START DATA FOR PROCESSING

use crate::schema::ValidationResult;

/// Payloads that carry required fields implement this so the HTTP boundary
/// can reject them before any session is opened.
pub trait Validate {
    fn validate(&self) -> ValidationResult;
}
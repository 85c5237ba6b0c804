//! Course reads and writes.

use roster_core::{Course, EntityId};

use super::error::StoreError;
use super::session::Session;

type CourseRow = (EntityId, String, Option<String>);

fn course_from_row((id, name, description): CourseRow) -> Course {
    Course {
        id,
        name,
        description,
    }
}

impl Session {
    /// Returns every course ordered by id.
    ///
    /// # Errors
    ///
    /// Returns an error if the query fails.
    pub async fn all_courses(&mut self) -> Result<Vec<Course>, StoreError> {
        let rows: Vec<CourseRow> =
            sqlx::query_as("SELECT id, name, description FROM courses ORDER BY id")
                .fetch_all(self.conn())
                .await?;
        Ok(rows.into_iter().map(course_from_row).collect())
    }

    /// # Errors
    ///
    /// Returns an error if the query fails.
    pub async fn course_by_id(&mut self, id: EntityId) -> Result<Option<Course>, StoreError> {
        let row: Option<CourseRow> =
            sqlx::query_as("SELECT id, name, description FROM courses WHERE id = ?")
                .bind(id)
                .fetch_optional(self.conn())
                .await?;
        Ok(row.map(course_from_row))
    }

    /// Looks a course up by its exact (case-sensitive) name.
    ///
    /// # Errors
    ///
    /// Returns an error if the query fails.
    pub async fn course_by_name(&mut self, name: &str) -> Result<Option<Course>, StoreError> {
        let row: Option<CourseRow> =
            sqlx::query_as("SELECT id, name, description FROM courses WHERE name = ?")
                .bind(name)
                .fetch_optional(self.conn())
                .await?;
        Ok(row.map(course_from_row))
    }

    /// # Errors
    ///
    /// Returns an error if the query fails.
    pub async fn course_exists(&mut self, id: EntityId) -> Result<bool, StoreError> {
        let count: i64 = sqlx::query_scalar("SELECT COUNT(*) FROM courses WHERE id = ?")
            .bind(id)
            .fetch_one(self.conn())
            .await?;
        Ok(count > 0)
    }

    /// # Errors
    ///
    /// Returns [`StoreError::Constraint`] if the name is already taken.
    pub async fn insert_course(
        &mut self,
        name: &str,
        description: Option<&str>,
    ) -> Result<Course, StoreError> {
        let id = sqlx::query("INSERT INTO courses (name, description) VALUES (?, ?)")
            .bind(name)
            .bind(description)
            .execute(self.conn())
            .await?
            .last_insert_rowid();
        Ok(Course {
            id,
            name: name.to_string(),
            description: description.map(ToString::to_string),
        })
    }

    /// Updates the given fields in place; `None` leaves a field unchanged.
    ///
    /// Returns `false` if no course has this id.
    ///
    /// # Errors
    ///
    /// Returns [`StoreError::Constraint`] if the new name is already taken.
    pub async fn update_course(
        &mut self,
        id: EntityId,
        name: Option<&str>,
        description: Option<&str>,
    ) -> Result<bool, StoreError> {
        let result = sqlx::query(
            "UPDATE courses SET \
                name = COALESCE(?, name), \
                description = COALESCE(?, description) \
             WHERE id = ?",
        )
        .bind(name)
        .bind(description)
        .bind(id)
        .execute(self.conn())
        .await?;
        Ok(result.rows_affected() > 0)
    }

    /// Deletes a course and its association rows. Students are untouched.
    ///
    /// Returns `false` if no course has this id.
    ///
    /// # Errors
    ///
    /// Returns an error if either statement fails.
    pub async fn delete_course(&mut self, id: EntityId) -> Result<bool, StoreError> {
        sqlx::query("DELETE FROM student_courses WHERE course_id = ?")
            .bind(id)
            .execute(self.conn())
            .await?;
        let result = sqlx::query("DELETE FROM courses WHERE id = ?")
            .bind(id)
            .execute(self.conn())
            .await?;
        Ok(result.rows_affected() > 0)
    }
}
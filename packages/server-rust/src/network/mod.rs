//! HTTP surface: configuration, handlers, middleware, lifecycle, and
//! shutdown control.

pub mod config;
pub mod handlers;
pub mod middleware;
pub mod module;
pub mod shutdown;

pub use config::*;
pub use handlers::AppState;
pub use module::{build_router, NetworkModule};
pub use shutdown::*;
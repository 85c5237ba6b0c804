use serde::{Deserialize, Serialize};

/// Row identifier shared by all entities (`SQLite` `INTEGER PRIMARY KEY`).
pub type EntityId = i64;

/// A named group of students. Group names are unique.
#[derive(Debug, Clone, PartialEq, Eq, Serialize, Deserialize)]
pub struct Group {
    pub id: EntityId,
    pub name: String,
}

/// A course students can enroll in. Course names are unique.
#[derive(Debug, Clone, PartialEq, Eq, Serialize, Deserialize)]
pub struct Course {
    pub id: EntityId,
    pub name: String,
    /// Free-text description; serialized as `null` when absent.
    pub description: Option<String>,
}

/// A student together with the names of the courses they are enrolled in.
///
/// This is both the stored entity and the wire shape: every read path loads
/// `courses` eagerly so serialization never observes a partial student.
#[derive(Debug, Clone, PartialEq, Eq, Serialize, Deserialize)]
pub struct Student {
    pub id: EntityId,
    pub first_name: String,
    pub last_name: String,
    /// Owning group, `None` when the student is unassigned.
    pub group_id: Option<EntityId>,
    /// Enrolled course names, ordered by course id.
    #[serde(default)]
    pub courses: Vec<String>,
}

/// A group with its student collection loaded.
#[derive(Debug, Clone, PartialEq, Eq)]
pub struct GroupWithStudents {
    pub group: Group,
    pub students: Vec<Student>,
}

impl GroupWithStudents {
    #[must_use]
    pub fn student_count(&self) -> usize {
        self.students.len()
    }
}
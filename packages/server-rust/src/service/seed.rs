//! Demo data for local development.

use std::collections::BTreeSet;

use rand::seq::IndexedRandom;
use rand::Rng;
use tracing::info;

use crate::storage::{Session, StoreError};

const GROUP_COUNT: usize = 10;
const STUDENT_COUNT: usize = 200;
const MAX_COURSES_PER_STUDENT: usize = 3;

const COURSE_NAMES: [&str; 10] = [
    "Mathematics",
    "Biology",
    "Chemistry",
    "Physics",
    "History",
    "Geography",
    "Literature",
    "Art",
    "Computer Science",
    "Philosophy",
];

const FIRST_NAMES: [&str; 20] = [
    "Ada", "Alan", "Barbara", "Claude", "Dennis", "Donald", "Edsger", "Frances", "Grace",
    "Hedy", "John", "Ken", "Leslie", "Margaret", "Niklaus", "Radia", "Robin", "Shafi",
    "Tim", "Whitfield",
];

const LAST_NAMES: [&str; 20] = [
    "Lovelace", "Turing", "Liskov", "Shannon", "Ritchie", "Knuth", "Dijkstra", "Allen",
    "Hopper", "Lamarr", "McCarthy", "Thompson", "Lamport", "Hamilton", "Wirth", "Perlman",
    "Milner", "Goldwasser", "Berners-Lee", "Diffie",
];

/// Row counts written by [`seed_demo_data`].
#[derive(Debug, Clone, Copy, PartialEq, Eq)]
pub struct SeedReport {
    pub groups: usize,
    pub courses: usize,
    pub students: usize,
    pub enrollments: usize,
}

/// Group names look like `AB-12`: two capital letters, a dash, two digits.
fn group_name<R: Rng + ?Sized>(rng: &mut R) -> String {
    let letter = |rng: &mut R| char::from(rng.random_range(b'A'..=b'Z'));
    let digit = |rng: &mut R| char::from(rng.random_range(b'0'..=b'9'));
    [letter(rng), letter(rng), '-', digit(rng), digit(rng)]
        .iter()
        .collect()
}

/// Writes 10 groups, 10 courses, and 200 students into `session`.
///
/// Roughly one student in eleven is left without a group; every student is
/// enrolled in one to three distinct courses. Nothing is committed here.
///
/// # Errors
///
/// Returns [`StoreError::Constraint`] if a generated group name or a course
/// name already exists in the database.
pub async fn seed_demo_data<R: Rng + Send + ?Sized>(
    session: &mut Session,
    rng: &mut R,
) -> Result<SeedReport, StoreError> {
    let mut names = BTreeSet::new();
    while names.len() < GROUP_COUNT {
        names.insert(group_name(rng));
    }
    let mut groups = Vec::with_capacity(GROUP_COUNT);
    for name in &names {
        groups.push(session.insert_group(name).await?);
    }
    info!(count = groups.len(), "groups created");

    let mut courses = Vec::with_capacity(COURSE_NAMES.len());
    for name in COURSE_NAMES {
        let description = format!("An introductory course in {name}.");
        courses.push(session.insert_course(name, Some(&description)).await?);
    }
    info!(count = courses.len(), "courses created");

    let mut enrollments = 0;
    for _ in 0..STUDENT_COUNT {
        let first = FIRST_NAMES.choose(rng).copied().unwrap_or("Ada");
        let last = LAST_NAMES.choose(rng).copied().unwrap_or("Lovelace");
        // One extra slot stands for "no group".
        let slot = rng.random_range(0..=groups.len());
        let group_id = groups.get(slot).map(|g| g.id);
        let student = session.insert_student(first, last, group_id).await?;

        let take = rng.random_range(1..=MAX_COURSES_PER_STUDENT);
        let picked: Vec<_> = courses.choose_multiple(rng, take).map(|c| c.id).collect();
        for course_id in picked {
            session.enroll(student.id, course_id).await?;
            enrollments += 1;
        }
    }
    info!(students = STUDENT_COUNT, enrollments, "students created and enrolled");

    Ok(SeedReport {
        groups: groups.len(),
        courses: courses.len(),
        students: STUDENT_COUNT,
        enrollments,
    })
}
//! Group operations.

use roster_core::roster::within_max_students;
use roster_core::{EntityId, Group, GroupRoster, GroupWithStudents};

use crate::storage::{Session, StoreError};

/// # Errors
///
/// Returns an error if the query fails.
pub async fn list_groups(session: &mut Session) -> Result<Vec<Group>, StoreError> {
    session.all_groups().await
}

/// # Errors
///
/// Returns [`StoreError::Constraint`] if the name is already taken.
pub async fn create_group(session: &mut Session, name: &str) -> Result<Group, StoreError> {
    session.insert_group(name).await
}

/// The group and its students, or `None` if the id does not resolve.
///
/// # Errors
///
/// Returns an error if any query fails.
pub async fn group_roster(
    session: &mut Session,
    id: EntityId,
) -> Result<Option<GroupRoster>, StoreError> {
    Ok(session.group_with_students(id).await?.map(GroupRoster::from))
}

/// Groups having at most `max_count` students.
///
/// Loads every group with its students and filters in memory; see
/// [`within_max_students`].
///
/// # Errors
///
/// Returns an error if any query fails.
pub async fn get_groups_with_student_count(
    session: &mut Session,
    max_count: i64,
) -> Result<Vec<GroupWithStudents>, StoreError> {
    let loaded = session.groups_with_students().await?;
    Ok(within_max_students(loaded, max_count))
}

END DATA FOR PROCESSING
START DATA FOR PROCESSING

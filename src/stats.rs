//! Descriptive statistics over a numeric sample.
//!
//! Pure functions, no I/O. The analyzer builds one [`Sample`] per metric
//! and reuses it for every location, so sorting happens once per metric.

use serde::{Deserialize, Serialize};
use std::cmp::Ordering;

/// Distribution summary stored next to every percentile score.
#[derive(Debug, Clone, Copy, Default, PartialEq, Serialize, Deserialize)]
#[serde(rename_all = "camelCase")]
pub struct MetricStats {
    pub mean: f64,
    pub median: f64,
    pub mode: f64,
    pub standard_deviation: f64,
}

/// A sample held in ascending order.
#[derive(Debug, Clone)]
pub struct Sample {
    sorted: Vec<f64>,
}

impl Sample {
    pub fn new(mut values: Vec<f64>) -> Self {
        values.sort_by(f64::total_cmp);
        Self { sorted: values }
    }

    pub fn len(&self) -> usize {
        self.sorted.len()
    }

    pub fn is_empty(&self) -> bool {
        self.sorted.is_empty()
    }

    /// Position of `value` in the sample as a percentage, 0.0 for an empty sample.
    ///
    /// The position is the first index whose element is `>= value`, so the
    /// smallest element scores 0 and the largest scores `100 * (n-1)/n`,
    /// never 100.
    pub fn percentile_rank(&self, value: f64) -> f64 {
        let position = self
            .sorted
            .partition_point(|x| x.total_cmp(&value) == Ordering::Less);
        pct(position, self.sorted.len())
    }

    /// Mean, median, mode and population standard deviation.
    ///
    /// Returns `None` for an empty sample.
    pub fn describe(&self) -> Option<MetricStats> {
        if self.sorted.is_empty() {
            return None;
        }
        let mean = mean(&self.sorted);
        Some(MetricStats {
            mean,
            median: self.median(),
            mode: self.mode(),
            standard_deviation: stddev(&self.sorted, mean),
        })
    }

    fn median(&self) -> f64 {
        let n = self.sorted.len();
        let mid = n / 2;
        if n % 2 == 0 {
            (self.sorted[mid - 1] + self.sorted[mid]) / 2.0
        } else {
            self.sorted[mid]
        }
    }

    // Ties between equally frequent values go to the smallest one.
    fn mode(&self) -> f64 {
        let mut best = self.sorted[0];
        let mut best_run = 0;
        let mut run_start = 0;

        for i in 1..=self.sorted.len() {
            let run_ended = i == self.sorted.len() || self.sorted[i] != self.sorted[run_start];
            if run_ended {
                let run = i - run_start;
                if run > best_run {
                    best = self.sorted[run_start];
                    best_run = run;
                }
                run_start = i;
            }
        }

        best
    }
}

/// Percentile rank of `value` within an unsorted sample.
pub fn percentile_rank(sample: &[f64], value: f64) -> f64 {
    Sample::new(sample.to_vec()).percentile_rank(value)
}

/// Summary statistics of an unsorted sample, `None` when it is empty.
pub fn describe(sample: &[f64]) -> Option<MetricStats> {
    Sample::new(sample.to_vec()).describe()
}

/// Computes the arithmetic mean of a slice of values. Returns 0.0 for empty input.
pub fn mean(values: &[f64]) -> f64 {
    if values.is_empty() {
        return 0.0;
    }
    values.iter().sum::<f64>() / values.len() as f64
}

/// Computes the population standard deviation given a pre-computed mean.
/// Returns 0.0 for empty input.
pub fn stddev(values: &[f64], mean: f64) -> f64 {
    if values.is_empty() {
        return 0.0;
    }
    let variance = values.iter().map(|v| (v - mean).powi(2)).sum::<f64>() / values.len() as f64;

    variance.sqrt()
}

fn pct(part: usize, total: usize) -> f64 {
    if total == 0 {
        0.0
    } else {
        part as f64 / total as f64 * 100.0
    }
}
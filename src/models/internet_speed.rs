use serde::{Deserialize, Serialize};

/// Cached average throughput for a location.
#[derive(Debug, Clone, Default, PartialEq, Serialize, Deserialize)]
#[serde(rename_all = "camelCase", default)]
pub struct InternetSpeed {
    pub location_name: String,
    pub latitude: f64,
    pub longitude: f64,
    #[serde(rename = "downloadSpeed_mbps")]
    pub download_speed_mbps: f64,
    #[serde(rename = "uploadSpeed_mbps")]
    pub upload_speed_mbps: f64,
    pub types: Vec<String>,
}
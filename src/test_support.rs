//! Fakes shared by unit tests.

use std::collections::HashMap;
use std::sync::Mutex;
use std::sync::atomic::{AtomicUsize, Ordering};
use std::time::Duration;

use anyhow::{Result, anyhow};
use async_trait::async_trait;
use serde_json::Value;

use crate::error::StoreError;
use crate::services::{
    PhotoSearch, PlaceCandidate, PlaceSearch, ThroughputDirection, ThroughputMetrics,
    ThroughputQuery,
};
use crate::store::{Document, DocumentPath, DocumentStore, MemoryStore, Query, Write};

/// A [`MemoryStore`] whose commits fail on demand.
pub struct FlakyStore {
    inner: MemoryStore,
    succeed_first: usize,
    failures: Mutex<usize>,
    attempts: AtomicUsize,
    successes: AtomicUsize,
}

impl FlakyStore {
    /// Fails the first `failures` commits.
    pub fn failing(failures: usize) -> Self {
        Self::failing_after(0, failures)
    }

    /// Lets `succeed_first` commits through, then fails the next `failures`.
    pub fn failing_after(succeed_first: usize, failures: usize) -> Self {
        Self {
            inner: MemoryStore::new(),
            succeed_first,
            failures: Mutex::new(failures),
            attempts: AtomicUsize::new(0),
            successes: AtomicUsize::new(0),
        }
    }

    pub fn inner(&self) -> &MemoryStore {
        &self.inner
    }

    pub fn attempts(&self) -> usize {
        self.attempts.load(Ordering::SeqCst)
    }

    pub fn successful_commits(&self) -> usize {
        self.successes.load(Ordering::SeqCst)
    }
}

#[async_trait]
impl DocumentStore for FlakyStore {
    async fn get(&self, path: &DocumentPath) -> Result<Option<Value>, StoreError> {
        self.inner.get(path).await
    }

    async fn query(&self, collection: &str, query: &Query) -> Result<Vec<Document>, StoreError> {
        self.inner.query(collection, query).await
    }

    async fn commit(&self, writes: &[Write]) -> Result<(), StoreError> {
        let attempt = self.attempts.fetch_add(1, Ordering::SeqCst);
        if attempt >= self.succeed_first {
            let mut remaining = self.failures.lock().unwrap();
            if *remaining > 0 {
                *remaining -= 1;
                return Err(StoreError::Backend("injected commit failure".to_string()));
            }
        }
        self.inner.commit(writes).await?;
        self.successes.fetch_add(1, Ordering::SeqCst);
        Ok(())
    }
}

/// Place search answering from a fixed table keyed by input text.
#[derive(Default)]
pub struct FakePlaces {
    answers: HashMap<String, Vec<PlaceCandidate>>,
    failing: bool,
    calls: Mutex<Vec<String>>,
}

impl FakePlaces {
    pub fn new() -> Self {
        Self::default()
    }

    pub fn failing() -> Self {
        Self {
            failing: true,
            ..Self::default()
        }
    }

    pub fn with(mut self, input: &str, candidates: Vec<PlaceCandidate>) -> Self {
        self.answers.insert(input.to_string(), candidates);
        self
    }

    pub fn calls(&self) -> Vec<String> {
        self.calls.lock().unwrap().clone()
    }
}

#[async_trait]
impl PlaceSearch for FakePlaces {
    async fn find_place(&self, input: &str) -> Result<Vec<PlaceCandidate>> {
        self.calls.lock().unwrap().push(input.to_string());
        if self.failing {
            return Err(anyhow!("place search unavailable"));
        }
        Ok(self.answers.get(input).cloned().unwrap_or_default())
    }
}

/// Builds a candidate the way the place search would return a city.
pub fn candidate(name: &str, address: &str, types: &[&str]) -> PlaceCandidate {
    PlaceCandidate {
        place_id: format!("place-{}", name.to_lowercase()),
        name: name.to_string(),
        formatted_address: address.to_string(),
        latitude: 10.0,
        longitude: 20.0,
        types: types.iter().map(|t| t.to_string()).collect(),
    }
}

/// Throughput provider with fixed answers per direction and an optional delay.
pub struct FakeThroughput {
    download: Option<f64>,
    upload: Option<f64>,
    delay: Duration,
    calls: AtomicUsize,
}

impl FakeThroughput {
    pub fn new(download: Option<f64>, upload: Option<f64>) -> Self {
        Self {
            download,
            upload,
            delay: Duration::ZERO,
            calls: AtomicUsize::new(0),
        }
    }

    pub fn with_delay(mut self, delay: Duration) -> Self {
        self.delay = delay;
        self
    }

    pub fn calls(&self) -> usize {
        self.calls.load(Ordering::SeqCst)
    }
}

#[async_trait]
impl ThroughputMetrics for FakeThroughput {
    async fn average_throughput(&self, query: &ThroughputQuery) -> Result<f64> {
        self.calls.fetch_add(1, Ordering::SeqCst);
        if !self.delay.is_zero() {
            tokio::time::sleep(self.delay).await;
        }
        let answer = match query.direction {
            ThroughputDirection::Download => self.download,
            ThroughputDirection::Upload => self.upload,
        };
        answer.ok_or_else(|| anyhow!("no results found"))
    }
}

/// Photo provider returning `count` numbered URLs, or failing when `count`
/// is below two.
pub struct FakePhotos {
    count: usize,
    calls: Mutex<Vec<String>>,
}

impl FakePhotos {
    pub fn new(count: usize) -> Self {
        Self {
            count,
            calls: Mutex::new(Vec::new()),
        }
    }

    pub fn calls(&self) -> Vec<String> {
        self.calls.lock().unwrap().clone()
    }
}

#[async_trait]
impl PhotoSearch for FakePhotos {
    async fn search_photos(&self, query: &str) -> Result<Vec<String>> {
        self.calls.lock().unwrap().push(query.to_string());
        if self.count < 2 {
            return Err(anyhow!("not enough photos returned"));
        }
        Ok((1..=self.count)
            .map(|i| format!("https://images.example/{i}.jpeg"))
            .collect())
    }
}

END DATA FOR PROCESSING
START DATA FOR PROCESSING

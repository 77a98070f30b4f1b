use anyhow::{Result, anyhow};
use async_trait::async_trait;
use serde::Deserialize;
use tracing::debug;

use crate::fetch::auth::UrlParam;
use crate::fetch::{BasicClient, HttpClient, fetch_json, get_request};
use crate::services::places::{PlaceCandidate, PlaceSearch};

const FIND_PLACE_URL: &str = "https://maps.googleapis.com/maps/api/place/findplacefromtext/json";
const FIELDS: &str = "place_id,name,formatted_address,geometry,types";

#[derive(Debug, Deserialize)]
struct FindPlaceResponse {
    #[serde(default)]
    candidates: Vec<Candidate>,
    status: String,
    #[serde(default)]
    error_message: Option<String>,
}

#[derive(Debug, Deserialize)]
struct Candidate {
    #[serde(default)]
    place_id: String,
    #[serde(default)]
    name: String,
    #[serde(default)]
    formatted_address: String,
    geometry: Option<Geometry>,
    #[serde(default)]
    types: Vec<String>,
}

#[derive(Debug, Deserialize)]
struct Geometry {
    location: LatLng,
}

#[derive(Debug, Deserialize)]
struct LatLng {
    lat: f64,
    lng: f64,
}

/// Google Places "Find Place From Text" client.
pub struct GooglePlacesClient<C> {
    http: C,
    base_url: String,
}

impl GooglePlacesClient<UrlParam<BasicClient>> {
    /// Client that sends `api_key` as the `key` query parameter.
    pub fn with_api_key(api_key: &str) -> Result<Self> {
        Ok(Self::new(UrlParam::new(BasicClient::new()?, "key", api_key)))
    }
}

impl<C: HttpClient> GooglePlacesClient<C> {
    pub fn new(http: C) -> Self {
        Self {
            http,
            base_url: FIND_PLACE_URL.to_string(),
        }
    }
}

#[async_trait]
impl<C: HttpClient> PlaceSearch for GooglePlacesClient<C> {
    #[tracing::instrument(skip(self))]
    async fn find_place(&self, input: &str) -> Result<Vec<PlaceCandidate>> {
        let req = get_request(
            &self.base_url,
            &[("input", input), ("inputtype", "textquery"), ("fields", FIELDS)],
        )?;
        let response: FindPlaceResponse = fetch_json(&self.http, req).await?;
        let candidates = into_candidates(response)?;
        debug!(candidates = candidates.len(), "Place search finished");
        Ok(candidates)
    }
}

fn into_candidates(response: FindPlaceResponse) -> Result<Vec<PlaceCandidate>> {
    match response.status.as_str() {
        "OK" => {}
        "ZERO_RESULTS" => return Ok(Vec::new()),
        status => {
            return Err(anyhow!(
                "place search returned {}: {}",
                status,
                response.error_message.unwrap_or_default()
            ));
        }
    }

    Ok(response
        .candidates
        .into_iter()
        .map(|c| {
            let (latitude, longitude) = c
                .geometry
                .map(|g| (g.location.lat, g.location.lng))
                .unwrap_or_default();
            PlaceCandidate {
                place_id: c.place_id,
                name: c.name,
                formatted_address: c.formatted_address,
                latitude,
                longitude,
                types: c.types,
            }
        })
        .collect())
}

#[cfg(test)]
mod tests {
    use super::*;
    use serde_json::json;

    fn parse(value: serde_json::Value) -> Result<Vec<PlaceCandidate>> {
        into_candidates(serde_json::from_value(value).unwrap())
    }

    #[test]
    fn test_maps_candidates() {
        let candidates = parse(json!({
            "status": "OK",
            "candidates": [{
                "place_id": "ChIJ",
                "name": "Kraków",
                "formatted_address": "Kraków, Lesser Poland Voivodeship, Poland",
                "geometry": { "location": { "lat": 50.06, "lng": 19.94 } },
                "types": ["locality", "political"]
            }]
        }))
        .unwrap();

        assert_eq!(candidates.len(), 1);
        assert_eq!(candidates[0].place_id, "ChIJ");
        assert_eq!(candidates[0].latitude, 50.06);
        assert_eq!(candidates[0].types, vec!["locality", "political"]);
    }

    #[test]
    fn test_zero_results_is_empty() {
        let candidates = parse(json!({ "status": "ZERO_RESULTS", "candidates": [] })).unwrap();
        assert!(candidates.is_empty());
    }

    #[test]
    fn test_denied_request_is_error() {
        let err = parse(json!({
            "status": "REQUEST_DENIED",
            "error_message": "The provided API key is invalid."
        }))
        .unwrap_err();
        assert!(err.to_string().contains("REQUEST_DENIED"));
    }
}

END DATA FOR PROCESSING

▶ [YOUR GOAL] Search the preceding listing for the word "ordered" and pull out every line that holds it.

▶ [EXERCISE RESPONSE]
    /// Returns every course ordered by id.
    /// Enrolled course names, ordered by course id.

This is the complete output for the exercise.